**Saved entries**
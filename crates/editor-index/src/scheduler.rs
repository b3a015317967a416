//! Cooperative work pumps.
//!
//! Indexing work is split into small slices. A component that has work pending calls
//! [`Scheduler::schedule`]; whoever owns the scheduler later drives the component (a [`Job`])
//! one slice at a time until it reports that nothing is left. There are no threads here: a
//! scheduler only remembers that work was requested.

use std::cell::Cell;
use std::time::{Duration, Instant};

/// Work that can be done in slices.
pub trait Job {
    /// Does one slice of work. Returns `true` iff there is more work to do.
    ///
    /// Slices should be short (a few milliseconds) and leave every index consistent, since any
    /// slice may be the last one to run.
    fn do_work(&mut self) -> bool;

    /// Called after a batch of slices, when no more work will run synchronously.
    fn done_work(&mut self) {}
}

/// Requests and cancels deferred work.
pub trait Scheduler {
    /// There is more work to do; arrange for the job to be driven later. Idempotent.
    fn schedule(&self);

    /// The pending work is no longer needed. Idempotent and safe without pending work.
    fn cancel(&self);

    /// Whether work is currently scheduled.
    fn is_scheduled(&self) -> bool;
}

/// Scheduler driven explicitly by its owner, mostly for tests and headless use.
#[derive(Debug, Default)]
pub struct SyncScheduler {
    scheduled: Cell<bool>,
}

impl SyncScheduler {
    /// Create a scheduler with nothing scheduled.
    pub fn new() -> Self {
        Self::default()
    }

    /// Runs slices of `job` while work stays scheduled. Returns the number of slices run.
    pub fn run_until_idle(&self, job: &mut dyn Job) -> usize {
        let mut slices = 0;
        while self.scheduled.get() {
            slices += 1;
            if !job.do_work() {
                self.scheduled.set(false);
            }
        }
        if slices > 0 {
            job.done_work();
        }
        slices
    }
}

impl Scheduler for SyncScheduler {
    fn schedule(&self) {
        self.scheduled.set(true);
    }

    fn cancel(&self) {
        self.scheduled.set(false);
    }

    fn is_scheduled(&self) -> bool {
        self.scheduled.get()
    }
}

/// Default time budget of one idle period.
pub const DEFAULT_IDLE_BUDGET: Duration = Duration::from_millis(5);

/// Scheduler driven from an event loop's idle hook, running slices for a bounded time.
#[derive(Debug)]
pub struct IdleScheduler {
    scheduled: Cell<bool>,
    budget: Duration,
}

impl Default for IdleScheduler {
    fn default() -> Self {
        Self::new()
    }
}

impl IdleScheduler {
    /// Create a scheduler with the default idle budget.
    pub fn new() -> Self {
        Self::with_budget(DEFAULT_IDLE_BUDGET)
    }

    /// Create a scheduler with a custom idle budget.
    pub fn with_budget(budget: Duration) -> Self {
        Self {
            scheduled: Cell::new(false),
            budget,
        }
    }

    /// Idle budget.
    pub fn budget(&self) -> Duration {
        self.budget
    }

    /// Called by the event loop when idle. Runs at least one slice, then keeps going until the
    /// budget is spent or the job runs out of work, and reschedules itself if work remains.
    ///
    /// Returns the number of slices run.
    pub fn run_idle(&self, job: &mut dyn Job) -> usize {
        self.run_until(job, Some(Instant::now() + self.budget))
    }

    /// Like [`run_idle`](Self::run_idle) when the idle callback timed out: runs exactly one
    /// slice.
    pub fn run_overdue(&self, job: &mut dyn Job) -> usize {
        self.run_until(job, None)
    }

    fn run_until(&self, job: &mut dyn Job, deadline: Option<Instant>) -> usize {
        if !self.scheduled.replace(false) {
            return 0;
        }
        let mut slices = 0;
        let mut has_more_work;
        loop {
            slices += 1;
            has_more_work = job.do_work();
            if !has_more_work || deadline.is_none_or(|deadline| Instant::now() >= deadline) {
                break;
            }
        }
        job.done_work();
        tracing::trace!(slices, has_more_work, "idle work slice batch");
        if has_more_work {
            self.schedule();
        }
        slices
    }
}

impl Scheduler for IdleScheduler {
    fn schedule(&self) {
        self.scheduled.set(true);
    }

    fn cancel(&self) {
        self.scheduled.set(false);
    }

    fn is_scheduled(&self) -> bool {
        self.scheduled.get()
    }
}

**Instructions for the task**
Each line of the data should be transcribed exactly.

**Task output**
filename crates/editor-index/src/scheduler.rs
repository b3a015317967a416
//! Cooperative work pumps.
//!
//! Indexing work is split into small slices. A component that has work pending calls
//! [`Scheduler::schedule`]; whoever owns the scheduler later drives the component (a [`Job`])
//! one slice at a time until it reports that nothing is left. There are no threads here: a
//! scheduler only remembers that work was requested.

use std::cell::Cell;
use std::time::{Duration, Instant};

/// Work that can be done in slices.
pub trait Job {
    /// Does one slice of work. Returns `true` iff there is more work to do.
    ///
    /// Slices should be short (a few milliseconds) and leave every index consistent, since any
    /// slice may be the last one to run.
    fn do_work(&mut self) -> bool;

    /// Called after a batch of slices, when no more work will run synchronously.
    fn done_work(&mut self) {}
}

/// Requests and cancels deferred work.
pub trait Scheduler {
    /// There is more work to do; arrange for the job to be driven later. Idempotent.
    fn schedule(&self);

    /// The pending work is no longer needed. Idempotent and safe without pending work.
    fn cancel(&self);

    /// Whether work is currently scheduled.
    fn is_scheduled(&self) -> bool;
}

/// Scheduler driven explicitly by its owner, mostly for tests and headless use.
#[derive(Debug, Default)]
pub struct SyncScheduler {
    scheduled: Cell<bool>,
}

impl SyncScheduler {
    /// Create a scheduler with nothing scheduled.
    pub fn new() -> Self {
        Self::default()
    }

    /// Runs slices of `job` while work stays scheduled. Returns the number of slices run.
    pub fn run_until_idle(&self, job: &mut dyn Job) -> usize {
        let mut slices = 0;
        while self.scheduled.get() {
            slices += 1;
            if !job.do_work() {
                self.scheduled.set(false);
            }
        }
        if slices > 0 {
            job.done_work();
        }
        slices
    }
}

impl Scheduler for SyncScheduler {
    fn schedule(&self) {
        self.scheduled.set(true);
    }

    fn cancel(&self) {
        self.scheduled.set(false);
    }

    fn is_scheduled(&self) -> bool {
        self.scheduled.get()
    }
}

/// Default time budget of one idle period.
pub const DEFAULT_IDLE_BUDGET: Duration = Duration::from_millis(5);

/// Scheduler driven from an event loop's idle hook, running slices for a bounded time.
#[derive(Debug)]
pub struct IdleScheduler {
    scheduled: Cell<bool>,
    budget: Duration,
}

impl Default for IdleScheduler {
    fn default() -> Self {
        Self::new()
    }
}

impl IdleScheduler {
    /// Create a scheduler with the default idle budget.
    pub fn new() -> Self {
        Self::with_budget(DEFAULT_IDLE_BUDGET)
    }

    /// Create a scheduler with a custom idle budget.
    pub fn with_budget(budget: Duration) -> Self {
        Self {
            scheduled: Cell::new(false),
            budget,
        }
    }

    /// Idle budget.
    pub fn budget(&self) -> Duration {
        self.budget
    }

    /// Called by the event loop when idle. Runs at least one slice, then keeps going until the
    /// budget is spent or the job runs out of work, and reschedules itself if work remains.
    ///
    /// Returns the number of slices run.
    pub fn run_idle(&self, job: &mut dyn Job) -> usize {
        self.run_until(job, Some(Instant::now() + self.budget))
    }

    /// Like [`run_idle`](Self::run_idle) when the idle callback timed out: runs exactly one
    /// slice.
    pub fn run_overdue(&self, job: &mut dyn Job) -> usize {
        self.run_until(job, None)
    }

    fn run_until(&self, job: &mut dyn Job, deadline: Option<Instant>) -> usize {
        if !self.scheduled.replace(false) {
            return 0;
        }
        let mut slices = 0;
        let mut has_more_work;
        loop {
            slices += 1;
            has_more_work = job.do_work();
            if !has_more_work || deadline.is_none_or(|deadline| Instant::now() >= deadline) {
                break;
            }
        }
        job.done_work();
        tracing::trace!(slices, has_more_work, "idle work slice batch");
        if has_more_work {
            self.schedule();
        }
        slices
    }
}

impl Scheduler for IdleScheduler {
    fn schedule(&self) {
        self.scheduled.set(true);
    }

    fn cancel(&self) {
        self.scheduled.set(false);
    }

    fn is_scheduled(&self) -> bool {
        self.scheduled.get()
    }
}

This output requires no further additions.